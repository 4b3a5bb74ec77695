//! Response types for the pay engine API.
//!
//! This module defines the error response structures and error handling
//! for the HTTP API.

use axum::{
    Json,
    http::StatusCode,
    response::{IntoResponse, Response},
};
use serde::{Deserialize, Serialize};

use crate::error::EngineError;

/// API error response structure.
#[derive(Debug, Clone, Serialize, Deserialize)]
pub struct ApiError {
    /// Error code for programmatic handling.
    pub code: String,
    /// Human-readable error message.
    pub message: String,
    /// Optional details about the error.
    #[serde(skip_serializing_if = "Option::is_none")]
    pub details: Option<String>,
}

impl ApiError {
    /// Creates a new API error.
    pub fn new(code: impl Into<String>, message: impl Into<String>) -> Self {
        Self {
            code: code.into(),
            message: message.into(),
            details: None,
        }
    }

    /// Creates a new API error with details.
    pub fn with_details(
        code: impl Into<String>,
        message: impl Into<String>,
        details: impl Into<String>,
    ) -> Self {
        Self {
            code: code.into(),
            message: message.into(),
            details: Some(details.into()),
        }
    }

    /// Creates a validation error response.
    pub fn validation_error(message: impl Into<String>) -> Self {
        Self::new("VALIDATION_ERROR", message)
    }

    /// Creates a malformed JSON error response.
    pub fn malformed_json(message: impl Into<String>) -> Self {
        Self::new("MALFORMED_JSON", message)
    }
}

/// API error with HTTP status code.
pub struct ApiErrorResponse {
    /// The HTTP status code.
    pub status: StatusCode,
    /// The error body.
    pub error: ApiError,
}

impl IntoResponse for ApiErrorResponse {
    fn into_response(self) -> Response {
        (self.status, Json(self.error)).into_response()
    }
}

impl From<EngineError> for ApiErrorResponse {
    fn from(error: EngineError) -> Self {
        match error {
            EngineError::ConfigNotFound { path } => ApiErrorResponse {
                status: StatusCode::INTERNAL_SERVER_ERROR,
                error: ApiError::with_details(
                    "CONFIG_ERROR",
                    "Configuration error",
                    format!("Configuration file not found: {}", path),
                ),
            },
            EngineError::ConfigParseError { path, message } => ApiErrorResponse {
                status: StatusCode::INTERNAL_SERVER_ERROR,
                error: ApiError::with_details(
                    "CONFIG_ERROR",
                    "Configuration parse error",
                    format!("Failed to parse {}: {}", path, message),
                ),
            },
            EngineError::InvalidTime { value, message } => ApiErrorResponse {
                status: StatusCode::BAD_REQUEST,
                error: ApiError::with_details(
                    "INVALID_TIME",
                    format!("Invalid time '{}': {}", value, message),
                    "Shift times must be HH:MM between 00:00 and 24:00",
                ),
            },
            EngineError::InvalidShift { shift_id, message } => ApiErrorResponse {
                status: StatusCode::BAD_REQUEST,
                error: ApiError::with_details(
                    "INVALID_SHIFT",
                    format!("Invalid shift '{}': {}", shift_id, message),
                    "The shift data contains invalid information",
                ),
            },
            EngineError::CalculationError { message } => ApiErrorResponse {
                status: StatusCode::UNPROCESSABLE_ENTITY,
                error: ApiError::with_details(
                    "CALCULATION_ERROR",
                    "Calculation failed",
                    message,
                ),
            },
        }
    }
}
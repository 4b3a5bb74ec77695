//! HTTP service exposing the pay engine.
//!
//! Environment:
//! - `PAY_ENGINE_ADDR`: listen address (default `127.0.0.1:3000`)
//! - `PAY_ENGINE_RATES`: optional YAML rate table overriding the built-in rates
//! - `RUST_LOG`: log filter (default `info`)

use std::env;
use std::error::Error;

use tracing::info;
use tracing_subscriber::EnvFilter;

use pay_engine::api::{AppState, create_router};
use pay_engine::config::ConfigLoader;

const DEFAULT_ADDR: &str = "127.0.0.1:3000";

#[tokio::main]
async fn main() -> Result<(), Box<dyn Error>> {
    tracing_subscriber::fmt()
        .with_env_filter(
            EnvFilter::try_from_default_env().unwrap_or_else(|_| EnvFilter::new("info")),
        )
        .with_target(false)
        .init();

    let loader = match env::var("PAY_ENGINE_RATES") {
        Ok(path) => ConfigLoader::load(&path)?,
        Err(_) => ConfigLoader::builtin(),
    };
    info!(
        base_hourly_wage = %loader.rates().base_hourly_wage,
        sunday = %loader.rates().allowances.sunday,
        "Pay rates ready"
    );

    let addr = env::var("PAY_ENGINE_ADDR").unwrap_or_else(|_| DEFAULT_ADDR.to_string());
    let router = create_router(AppState::from_loader(loader));

    let listener = tokio::net::TcpListener::bind(&addr).await?;
    info!(addr = %addr, "Server listening");
    axum::serve(listener, router).await?;

    Ok(())
}
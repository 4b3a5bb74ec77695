//! Configuration loading functionality.
//!
//! This module provides the [`ConfigLoader`] type for loading a rate table
//! from a YAML file.

use std::fs;
use std::path::Path;

use tracing::debug;

use crate::error::{EngineError, EngineResult};

use super::types::PayRates;

/// Loads and provides access to the pay rate table.
///
/// # File Format
///
/// ```text
/// base_hourly_wage: "177.53"
/// allowances:
///   weekday_after_18: "22"
///   weekday_after_21: "45"
///   saturday_after_13: "45"
///   saturday_after_15: "55"
///   saturday_after_18: "110"
///   sunday: "115"
/// ```
///
/// # Example
///
/// ```no_run
/// use pay_engine::config::ConfigLoader;
///
/// let loader = ConfigLoader::load("./config/coop_extra/rates.yaml").unwrap();
/// println!("Base wage: {} NOK/h", loader.rates().base_hourly_wage);
/// ```
#[derive(Debug, Clone)]
pub struct ConfigLoader {
    rates: PayRates,
}

impl ConfigLoader {
    /// Loads the rate table from the specified YAML file.
    ///
    /// # Returns
    ///
    /// Returns a `ConfigLoader` instance on success, or an error if:
    /// - The file is missing or unreadable
    /// - The file contains invalid YAML or a required field is missing
    /// - Any rate is negative
    pub fn load<P: AsRef<Path>>(path: P) -> EngineResult<Self> {
        let path = path.as_ref();
        let path_str = path.display().to_string();

        let content = fs::read_to_string(path).map_err(|_| EngineError::ConfigNotFound {
            path: path_str.clone(),
        })?;

        let rates = Self::parse(&content).map_err(|message| EngineError::ConfigParseError {
            path: path_str.clone(),
            message,
        })?;

        debug!(path = %path_str, base_hourly_wage = %rates.base_hourly_wage, "Loaded pay rates");
        Ok(Self { rates })
    }

    /// Returns a loader holding the built-in agreement rates.
    pub fn builtin() -> Self {
        Self {
            rates: PayRates::default(),
        }
    }

    fn parse(content: &str) -> Result<PayRates, String> {
        let rates: PayRates = serde_yaml::from_str(content).map_err(|e| e.to_string())?;

        let allowances = &rates.allowances;
        let named = [
            ("base_hourly_wage", rates.base_hourly_wage),
            ("weekday_after_18", allowances.weekday_after_18),
            ("weekday_after_21", allowances.weekday_after_21),
            ("saturday_after_13", allowances.saturday_after_13),
            ("saturday_after_15", allowances.saturday_after_15),
            ("saturday_after_18", allowances.saturday_after_18),
            ("sunday", allowances.sunday),
        ];
        if let Some((name, _)) = named.iter().find(|(_, rate)| rate.is_sign_negative()) {
            return Err(format!("rate '{}' must not be negative", name));
        }

        Ok(rates)
    }

    /// Returns the loaded rate table.
    pub fn rates(&self) -> &PayRates {
        &self.rates
    }

    /// Consumes the loader and returns the rate table.
    pub fn into_rates(self) -> PayRates {
        self.rates
    }
}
----------------------------------------
WHAT TO WORK ON:
Read through the entries above and copy each line that has the string "sunday" in it.

ANSWER SECTION:
        sunday = %loader.rates().allowances.sunday,
///   sunday: "115"
            ("sunday", allowances.sunday),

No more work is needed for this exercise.